Cominciamo con La cartolina (Edizioni e/o, 2022) di Anne Berest che ci porta in Francia, e non solo, perché l’autrice allarga il contesto fino a toccare Auschwitz. Ma sebbene sia una storia vera sulle origini della propria famiglia, non è triste, e l’autrice riesce a coinvolgere chi legge in una sorta di suspence che si scioglie in modo imprevisto solo alla fine.

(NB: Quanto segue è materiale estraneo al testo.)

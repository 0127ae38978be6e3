use serde::{Deserialize, Serialize};

/// 应用配置
#[derive(Debug, Clone, Serialize, Deserialize)]
pub struct AppConfig {
    pub server: ServerConfig,
    pub paddle: PaddleConfig,
    pub gemini: GeminiConfig,
}

#[derive(Debug, Clone, Serialize, Deserialize)]
pub struct ServerConfig {
    pub host: String,
    pub port: u16,
}

/// PaddleOCR 服务配置
/// endpoint 缺失时服务照常启动, 请求阶段才报错
#[derive(Debug, Clone, Serialize, Deserialize)]
pub struct PaddleConfig {
    pub endpoint: Option<String>,
    pub api_key: Option<String>,
    pub health_endpoint: Option<String>,
}

/// Gemini 配置
#[derive(Debug, Clone, Serialize, Deserialize)]
pub struct GeminiConfig {
    pub api_key: Option<String>,
    pub model: String,
    pub api_base: String,
}

impl Default for AppConfig {
    fn default() -> Self {
        Self::from_env()
    }
}

impl AppConfig {
    /// 从环境变量加载配置
    pub fn from_env() -> Self {
        Self {
            server: ServerConfig {
                host: std::env::var("SERVER_HOST").unwrap_or_else(|_| "127.0.0.1".to_string()),
                port: std::env::var("SERVER_PORT")
                    .ok()
                    .and_then(|p| p.parse().ok())
                    .unwrap_or(8080),
            },
            paddle: PaddleConfig {
                endpoint: std::env::var("PADDLE_OCR_ENDPOINT").ok(),
                api_key: std::env::var("PADDLE_OCR_API_KEY").ok(),
                health_endpoint: std::env::var("PADDLE_OCR_HEALTH_ENDPOINT").ok(),
            },
            gemini: GeminiConfig {
                api_key: std::env::var("GEMINI_API_KEY").ok(),
                model: std::env::var("GEMINI_MODEL")
                    .unwrap_or_else(|_| "gemini-1.5-pro".to_string()),
                api_base: std::env::var("GEMINI_API_BASE")
                    .unwrap_or_else(|_| "https://generativelanguage.googleapis.com".to_string()),
            },
        }
    }
}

Chi ha scritto quella vecchia cartolina che arriva con gli auguri di Natale? E perché porta i nomi di persone sicuramente morte sessant’anni prima? Chi può aver fatto un’azione così spregevole di rivangare il dolore della perdita? Comincia una sorta di inchiesta, ad opera dell’ignara pronipote, in mezzo a polverose carte fortunosamente ritrovate e archivi distrutti, tra l’imbarazzo e la reticenza dei rari sopravvissuti e il silenzio dell’oblio storico.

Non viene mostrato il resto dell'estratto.